Buddhist Tantra

Seit 200 Jahren fühlen sich viele Menschen von Tantra angezogen, vor allem wegen seiner Verbindung zur Sexualität. Es ist leicht, dieses Interesse als oberflächlich abzuwerten. Doch tatsächlich steckt eine echte Intelligenz hinter dieser Anziehung zu Tantra, die weit über die sexuelle Symbolik und die angeblichen sexuellen Rituale hinausgeht. Im Folgenden fasse ich 6 Merkmale der tantrisch-buddhistischen Philosophie zusammen.

6 Merkmale der buddhistisch-tantrischen Tradition

  1. Betonung der direkten Erfahrung: Während unser modernes Leben oft intellektuell geprägt ist, überlebten Menschen in den alten indigenen Traditionen und Kulturen der Welt durch die Entwicklung verschiedener menschlicher Fähigkeiten. Zum Beispiel waren sensorische Erfahrungen, die Wahrnehmung durch alle Sinne, in der Natur überlebensnotwendig. Auch das Erkennen und Vertrauen auf Gefühle oder Intuition war in vormodernen Kulturen relevant, spielt aber heute in einer standardisierten Umgebung kaum noch eine Rolle. Tantra legt jedoch grossen Wert auf die Öffnung und Entwicklung in Bezug auf direkte, unvermittelte Erfahrung.

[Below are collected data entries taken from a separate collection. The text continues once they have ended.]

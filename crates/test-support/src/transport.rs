use std::collections::{HashMap, VecDeque};
use std::sync::{Arc, Mutex, OnceLock};
use std::time::Duration;

use tokio::sync::{Mutex as AsyncMutex, mpsc};
use tracing::debug;

use rookery_core::jid::bare_jid;
use rookery_xmpp::{
    ConnectionConfig, ConnectionError, Credentials, RecvError, Stanza, XmppTransport,
    stanza::parse_stanza_str,
};

/// How long `next_sent` waits before failing the test.
pub const SENT_TIMEOUT: Duration = Duration::from_secs(5);

#[derive(Default)]
struct Script {
    connect_outcomes: VecDeque<Result<(), ConnectionError>>,
    auth_outcomes: VecDeque<Result<(), ConnectionError>>,
    connects: u32,
    closes: u32,
    inbound: Option<mpsc::UnboundedSender<Result<Stanza, RecvError>>>,
}

struct Shared {
    script: Mutex<Script>,
    sent: mpsc::UnboundedSender<Stanza>,
}

impl Shared {
    fn script(&self) -> std::sync::MutexGuard<'_, Script> {
        self.script
            .lock()
            .unwrap_or_else(|poisoned| poisoned.into_inner())
    }
}

fn registry() -> &'static Mutex<HashMap<String, Arc<Shared>>> {
    static REGISTRY: OnceLock<Mutex<HashMap<String, Arc<Shared>>>> = OnceLock::new();
    REGISTRY.get_or_init(|| Mutex::new(HashMap::new()))
}

fn lookup(jid: &str) -> Option<Arc<Shared>> {
    registry()
        .lock()
        .unwrap_or_else(|poisoned| poisoned.into_inner())
        .get(&bare_jid(jid))
        .cloned()
}

/// The server side of a scripted account.
///
/// Registering a server makes every [`ScriptedTransport`] connecting as that
/// bare jid talk to it. Tests running in parallel use distinct jids.
pub struct ScriptedServer {
    jid: String,
    shared: Arc<Shared>,
    sent: AsyncMutex<mpsc::UnboundedReceiver<Stanza>>,
}

impl ScriptedServer {
    pub fn register(jid: &str) -> Self {
        let (sent_tx, sent_rx) = mpsc::unbounded_channel();
        let shared = Arc::new(Shared {
            script: Mutex::new(Script::default()),
            sent: sent_tx,
        });
        registry()
            .lock()
            .unwrap_or_else(|poisoned| poisoned.into_inner())
            .insert(bare_jid(jid), shared.clone());
        Self {
            jid: bare_jid(jid),
            shared,
            sent: AsyncMutex::new(sent_rx),
        }
    }

    pub fn jid(&self) -> &str {
        &self.jid
    }

    /// Outcome of the next connect attempt. Unscripted attempts succeed.
    pub fn script_connect(&self, outcome: Result<(), ConnectionError>) {
        self.shared.script().connect_outcomes.push_back(outcome);
    }

    /// Outcome of the next authentication. Unscripted attempts succeed.
    pub fn script_auth(&self, outcome: Result<(), ConnectionError>) {
        self.shared.script().auth_outcomes.push_back(outcome);
    }

    pub fn connects(&self) -> u32 {
        self.shared.script().connects
    }

    pub fn closes(&self) -> u32 {
        self.shared.script().closes
    }

    pub fn is_connected(&self) -> bool {
        self.shared.script().inbound.is_some()
    }

    /// Deliver `xml` to the connected transport.
    pub fn deliver(&self, xml: &str) {
        let stanza = parse_stanza_str(xml)
            .unwrap_or_else(|error| panic!("fixture does not parse: {error}\n{xml}"));
        self.push(Ok(stanza));
    }

    /// Deliver bytes the transport could not parse.
    pub fn deliver_garbage(&self, detail: &str) {
        self.push(Err(rookery_xmpp::ProtocolError::ParseFailed(detail.to_string()).into()));
    }

    /// Break the stream as a network failure would.
    pub fn drop_connection(&self, reason: &str) {
        self.push(Err(
            ConnectionError::TransportError(reason.to_string()).into()
        ));
        self.shared.script().inbound = None;
    }

    fn push(&self, item: Result<Stanza, RecvError>) {
        let script = self.shared.script();
        let inbound = script
            .inbound
            .as_ref()
            .unwrap_or_else(|| panic!("{} is not connected", self.jid));
        if inbound.send(item).is_err() {
            panic!("{} transport is gone", self.jid);
        }
    }

    /// The next stanza the client sent. Panics after [`SENT_TIMEOUT`].
    pub async fn next_sent(&self) -> Stanza {
        let mut sent = self.sent.lock().await;
        match tokio::time::timeout(SENT_TIMEOUT, sent.recv()).await {
            Ok(Some(stanza)) => stanza,
            Ok(None) => panic!("{} sent channel closed", self.jid),
            Err(_) => panic!("{} sent nothing within {SENT_TIMEOUT:?}", self.jid),
        }
    }

    /// Skip sent stanzas until one matches `predicate`.
    pub async fn sent_matching(&self, predicate: impl Fn(&Stanza) -> bool) -> Stanza {
        loop {
            let stanza = self.next_sent().await;
            if predicate(&stanza) {
                return stanza;
            }
            debug!(jid = %self.jid, stanza = stanza.name(), id = stanza.id(), "skipping sent stanza");
        }
    }

    /// The next sent iq whose payload is `<name xmlns=ns/>`.
    pub async fn sent_iq(&self, name: &str, ns: &str) -> Stanza {
        self.sent_matching(|stanza| {
            stanza.name() == "iq"
                && stanza
                    .to_element()
                    .children()
                    .any(|child| child.is(name, ns))
        })
        .await
    }
}

impl Drop for ScriptedServer {
    fn drop(&mut self) {
        registry()
            .lock()
            .unwrap_or_else(|poisoned| poisoned.into_inner())
            .remove(&self.jid);
    }
}

/// In-memory transport driven by a [`ScriptedServer`].
pub struct ScriptedTransport {
    jid: String,
    shared: Arc<Shared>,
    inbound: mpsc::UnboundedReceiver<Result<Stanza, RecvError>>,
}

impl std::fmt::Debug for ScriptedTransport {
    fn fmt(&self, f: &mut std::fmt::Formatter<'_>) -> std::fmt::Result {
        f.debug_struct("ScriptedTransport")
            .field("jid", &self.jid)
            .finish_non_exhaustive()
    }
}

impl XmppTransport for ScriptedTransport {
    async fn connect(config: &ConnectionConfig) -> Result<Self, ConnectionError> {
        let shared = lookup(&config.jid).ok_or_else(|| {
            ConnectionError::DnsResolutionFailed(format!("no scripted server for {}", config.jid))
        })?;
        let (tx, rx) = mpsc::unbounded_channel();
        {
            let mut script = shared.script();
            script.connects += 1;
            script.connect_outcomes.pop_front().unwrap_or(Ok(()))?;
            script.inbound = Some(tx);
        }
        Ok(Self {
            jid: config.jid.clone(),
            shared,
            inbound: rx,
        })
    }

    async fn authenticate(&mut self, _credentials: &Credentials) -> Result<(), ConnectionError> {
        self.shared
            .script()
            .auth_outcomes
            .pop_front()
            .unwrap_or(Ok(()))
    }

    async fn negotiate_features(&mut self) -> Result<(), ConnectionError> {
        Ok(())
    }

    async fn bind(&mut self, resource: &str) -> Result<String, ConnectionError> {
        Ok(format!("{}/{resource}", self.jid))
    }

    async fn send(&mut self, stanza: &Stanza) -> Result<(), ConnectionError> {
        self.shared
            .sent
            .send(stanza.clone())
            .map_err(|_| ConnectionError::TransportError("scripted server dropped".into()))
    }

    async fn recv(&mut self) -> Result<Stanza, RecvError> {
        match self.inbound.recv().await {
            Some(item) => item,
            None => Err(ConnectionError::TransportError("stream closed".into()).into()),
        }
    }

    async fn close(&mut self) -> Result<(), ConnectionError> {
        let mut script = self.shared.script();
        script.closes += 1;
        script.inbound = None;
        Ok(())
    }
}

  2. Tantra ist nicht-theistisch: Wie alle grossen buddhistischen Traditionen ist auch Tantra nicht-theistisch. Theismus ist die Vorstellung, dass das Gute und Wertvolle ausserhalb von uns liegt und dass wir einen Vermittler brauchen, um uns zu retten oder mit dem Wahren in Kontakt zu kommen. Die tantrische Sichtweise stellt das infrage. Im nicht-theistischen Buddhismus wird gesagt, dass alle Himmels- und Höllenzustände sowie die tiefste Erfüllung des menschlichen Lebens nicht von aussen kommen, sondern bereits in uns schlummern. Alles, was wir tun müssen, ist, unsere Masken abzulegen und diese Erfüllung zu entdecken. Meditation im tantrischen Sinne bedeutet daher, Schichten von Schleiern, Konzepten und Illusionen abzulegen, um unserer wahren Natur zu begegnen.

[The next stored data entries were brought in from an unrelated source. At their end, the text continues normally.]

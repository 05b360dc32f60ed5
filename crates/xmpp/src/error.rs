use rookery_core::ErrorKind;
use thiserror::Error;

#[derive(Debug, Clone, Error)]
pub enum ConnectionError {
    #[error("DNS resolution failed: {0}")]
    DnsResolutionFailed(String),

    #[error("TLS handshake failed: {0}")]
    TlsHandshakeFailed(String),

    #[error("authentication failed: {0}")]
    AuthenticationFailed(String),

    #[error("stream error: {0}")]
    StreamError(String),

    #[error("connection timeout")]
    Timeout,

    #[error("transport error: {0}")]
    TransportError(String),

    #[error("session is already connected")]
    AlreadyConnected,

    #[error("session is not online")]
    NotConnected,
}

impl ConnectionError {
    pub fn is_retryable(&self) -> bool {
        !matches!(
            self,
            ConnectionError::AuthenticationFailed(_)
                | ConnectionError::AlreadyConnected
                | ConnectionError::NotConnected
        )
    }

    pub fn kind(&self) -> ErrorKind {
        match self {
            ConnectionError::AuthenticationFailed(_) => ErrorKind::Authentication,
            _ => ErrorKind::Connection,
        }
    }
}

/// A malformed or unexpected stanza. The stanza is dropped; the session
/// carries on.
#[derive(Debug, Clone, Error)]
pub enum ProtocolError {
    #[error("stanza parse failed: {0}")]
    ParseFailed(String),

    #[error("stanza serialization failed: {0}")]
    SerializeFailed(String),

    #[error("unexpected stanza: {0}")]
    Unexpected(String),
}

impl ProtocolError {
    pub fn kind(&self) -> ErrorKind {
        ErrorKind::Protocol
    }
}

/// What the transport reports from `recv`: connection faults feed the
/// reconnect policy, protocol faults only drop the offending unit.
#[derive(Debug, Clone, Error)]
pub enum RecvError {
    #[error(transparent)]
    Connection(#[from] ConnectionError),

    #[error(transparent)]
    Protocol(#[from] ProtocolError),
}

#[derive(Debug, Clone, Error)]
pub enum OutboundError {
    #[error("invalid JID: {0}")]
    InvalidJid(String),

    #[error("failed to build stanza: {0}")]
    Build(String),
}

impl OutboundError {
    pub fn kind(&self) -> ErrorKind {
        ErrorKind::Protocol
    }
}

#[cfg(test)]
mod tests {
    use super::*;

    #[test]
    fn authentication_failures_are_never_retried() {
        assert!(!ConnectionError::AuthenticationFailed("bad password".into()).is_retryable());
        assert!(ConnectionError::Timeout.is_retryable());
        assert!(ConnectionError::TransportError("reset".into()).is_retryable());
    }

    #[test]
    fn error_kinds() {
        assert_eq!(
            ConnectionError::AuthenticationFailed("x".into()).kind(),
            ErrorKind::Authentication
        );
        assert_eq!(ConnectionError::Timeout.kind(), ErrorKind::Connection);
        assert_eq!(
            RecvError::from(ProtocolError::ParseFailed("x".into())).to_string(),
            "stanza parse failed: x"
        );
    }
}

  3. Tantra legt grossen Wert auf den Körper: Unsere moderne Kultur ist stark vom Körper entfremdet. Menschen betrachten ihren Körper oft wie ein Auto oder ein Haus – als etwas, das man benutzt und manipuliert, um andere zu beeindrucken oder den eigenen Status zu erhöhen. Wir leben weitgehend in unseren Köpfen und haben wenig oder kein Bewusstsein für unseren Körper. Im tantrischen Buddhismus ist der Körper der Tempel der Erleuchtung. Durch die Arbeit mit dem Körper können wir tiefes Verständnis und Einsicht in die Realität der Dinge erfahren. Der Körper enthält all die Kraft, das Mitgefühl und die Weisheit, um einen volleren Zustand des Seins erlebbar zu machen.

  4. Betonung der weiblichen Energie und Symbolik: Im buddhistischen Tantra wird die weibliche Energie als Trägerin der erleuchteten Weisheit angesehen. Interessanterweise leben wir in einer Welt, die stark männlich geprägt ist – eine Welt der Bürokratie, der Regeln und der Praktikabilität. Diese Werte sind nicht zwingend problematisch, aber sie funktionieren nur, wenn sie durch die weiblichen Qualitäten von Raum, Intelligenz und Wärme ergänzt werden. In der tantrischen Tradition geht es darum, das Männliche und Weibliche in jedem Menschen, egal ob Mann oder Frau, in Einklang zu bringen. Diese Balance spiegelt sich auch in tantrischen sexuellen Praktiken wider, bei denen der Austausch von Energie einen vertieften Zugang zum eigenen Selbst ermöglicht.

  5. Die Verbindung zur Welt: In unserer modernen, konsumorientierten Gesellschaft wird die Natur oft bloss als Ressource gesehen. Tantra betrachtet die Welt jedoch als lebendig, intelligent und voller Weisheit. Flüsse, Berge, Bäume und Tiere besitzen Buddha-Natur, und erst durch unsere Verbindung mit ihnen finden wir unsere Menschlichkeit. Ohne diese Verbindung trennen wir uns von einer lebenswichtigen Quelle ab.

  6. Expandierendes Erleben: Tantra lehrt, dass die menschliche Erfahrung grenzenlos ist. Es gibt keine feste Realität, die für alle gleich sein sollte. Jeder Moment und jeder Tag sind einzigartig und bieten endlose Möglichkeiten für Wachstum und Freiheit. Tantra erkennt dieses unerschöpfliche Potenzial als Tor zur Weisheit und Befreiung an.